■ Information:

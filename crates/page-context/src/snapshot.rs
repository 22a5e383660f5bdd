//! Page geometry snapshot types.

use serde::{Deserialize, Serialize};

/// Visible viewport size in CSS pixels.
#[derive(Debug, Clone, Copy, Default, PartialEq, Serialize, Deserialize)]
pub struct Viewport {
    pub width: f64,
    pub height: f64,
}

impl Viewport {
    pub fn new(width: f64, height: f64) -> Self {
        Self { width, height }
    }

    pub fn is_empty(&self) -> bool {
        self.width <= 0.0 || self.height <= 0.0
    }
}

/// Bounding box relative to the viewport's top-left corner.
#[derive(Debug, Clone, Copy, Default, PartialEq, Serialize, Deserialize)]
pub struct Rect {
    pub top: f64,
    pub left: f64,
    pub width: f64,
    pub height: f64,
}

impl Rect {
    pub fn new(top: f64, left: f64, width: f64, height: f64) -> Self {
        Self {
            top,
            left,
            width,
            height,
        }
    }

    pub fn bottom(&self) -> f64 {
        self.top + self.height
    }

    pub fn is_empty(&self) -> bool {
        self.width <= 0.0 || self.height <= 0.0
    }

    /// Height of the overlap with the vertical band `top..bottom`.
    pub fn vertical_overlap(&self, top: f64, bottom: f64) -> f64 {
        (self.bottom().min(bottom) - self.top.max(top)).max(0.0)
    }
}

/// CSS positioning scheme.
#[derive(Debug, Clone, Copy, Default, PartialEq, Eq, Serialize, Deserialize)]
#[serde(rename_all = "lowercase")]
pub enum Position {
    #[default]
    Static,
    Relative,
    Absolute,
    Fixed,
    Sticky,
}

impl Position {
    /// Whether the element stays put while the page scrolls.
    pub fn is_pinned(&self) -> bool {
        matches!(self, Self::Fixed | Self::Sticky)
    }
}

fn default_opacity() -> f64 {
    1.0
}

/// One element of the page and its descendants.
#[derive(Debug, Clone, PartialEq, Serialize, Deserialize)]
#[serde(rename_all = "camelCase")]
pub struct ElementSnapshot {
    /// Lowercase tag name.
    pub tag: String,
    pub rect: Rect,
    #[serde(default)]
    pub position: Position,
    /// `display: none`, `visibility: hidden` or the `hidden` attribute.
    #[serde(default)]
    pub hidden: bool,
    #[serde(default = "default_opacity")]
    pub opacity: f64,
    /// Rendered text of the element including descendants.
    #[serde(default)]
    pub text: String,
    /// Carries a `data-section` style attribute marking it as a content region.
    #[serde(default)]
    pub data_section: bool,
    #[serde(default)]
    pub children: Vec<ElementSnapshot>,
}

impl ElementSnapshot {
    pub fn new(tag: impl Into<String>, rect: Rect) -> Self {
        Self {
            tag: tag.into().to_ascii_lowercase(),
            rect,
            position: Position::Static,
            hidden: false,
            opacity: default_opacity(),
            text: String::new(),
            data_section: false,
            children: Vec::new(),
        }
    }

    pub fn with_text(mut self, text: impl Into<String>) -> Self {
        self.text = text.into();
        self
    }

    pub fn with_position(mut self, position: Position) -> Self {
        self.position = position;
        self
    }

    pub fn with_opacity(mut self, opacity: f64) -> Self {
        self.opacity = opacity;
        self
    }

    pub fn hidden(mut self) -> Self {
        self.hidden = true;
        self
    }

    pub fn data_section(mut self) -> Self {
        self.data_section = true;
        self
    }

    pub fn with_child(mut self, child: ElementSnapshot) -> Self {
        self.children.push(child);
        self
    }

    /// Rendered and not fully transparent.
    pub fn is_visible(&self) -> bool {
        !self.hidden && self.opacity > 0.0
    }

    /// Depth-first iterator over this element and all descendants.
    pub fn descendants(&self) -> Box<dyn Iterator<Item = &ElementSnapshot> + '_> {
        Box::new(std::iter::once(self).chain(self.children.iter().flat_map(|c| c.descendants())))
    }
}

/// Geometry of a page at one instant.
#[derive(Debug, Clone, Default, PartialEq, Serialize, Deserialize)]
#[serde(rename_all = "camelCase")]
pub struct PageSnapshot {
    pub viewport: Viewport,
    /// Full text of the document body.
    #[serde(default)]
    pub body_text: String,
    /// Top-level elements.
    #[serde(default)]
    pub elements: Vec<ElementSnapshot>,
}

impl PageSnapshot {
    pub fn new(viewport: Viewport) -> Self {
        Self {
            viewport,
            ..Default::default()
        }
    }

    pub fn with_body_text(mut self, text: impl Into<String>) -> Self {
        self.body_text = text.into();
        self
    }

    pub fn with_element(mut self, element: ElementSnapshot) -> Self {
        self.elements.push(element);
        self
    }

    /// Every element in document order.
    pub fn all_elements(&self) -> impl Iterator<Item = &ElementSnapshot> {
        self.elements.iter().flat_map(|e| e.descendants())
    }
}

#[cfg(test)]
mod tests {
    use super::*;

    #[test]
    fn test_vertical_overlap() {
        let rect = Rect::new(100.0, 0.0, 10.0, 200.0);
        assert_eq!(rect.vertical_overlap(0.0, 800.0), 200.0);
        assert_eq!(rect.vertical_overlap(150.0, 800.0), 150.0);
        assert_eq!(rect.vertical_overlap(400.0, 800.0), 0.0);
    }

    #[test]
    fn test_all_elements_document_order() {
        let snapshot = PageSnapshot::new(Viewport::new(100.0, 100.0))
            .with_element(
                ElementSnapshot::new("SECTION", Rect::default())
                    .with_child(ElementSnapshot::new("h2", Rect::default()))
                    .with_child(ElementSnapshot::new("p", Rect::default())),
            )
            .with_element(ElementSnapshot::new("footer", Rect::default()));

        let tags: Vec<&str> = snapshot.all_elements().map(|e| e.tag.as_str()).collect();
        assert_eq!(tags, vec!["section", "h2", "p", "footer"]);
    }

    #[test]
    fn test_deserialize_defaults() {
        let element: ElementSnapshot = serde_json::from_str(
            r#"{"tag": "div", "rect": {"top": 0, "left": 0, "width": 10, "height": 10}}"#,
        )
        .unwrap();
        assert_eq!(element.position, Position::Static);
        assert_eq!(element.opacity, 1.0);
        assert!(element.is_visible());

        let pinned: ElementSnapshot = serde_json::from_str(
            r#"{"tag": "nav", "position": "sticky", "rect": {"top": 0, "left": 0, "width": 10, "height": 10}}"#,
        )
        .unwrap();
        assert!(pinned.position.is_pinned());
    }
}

■ Problem: For the string "Fixed", find every line of the material that contains it, and copy each one.

■ Answer to this task:
    Fixed,
        matches!(self, Self::Fixed | Self::Sticky)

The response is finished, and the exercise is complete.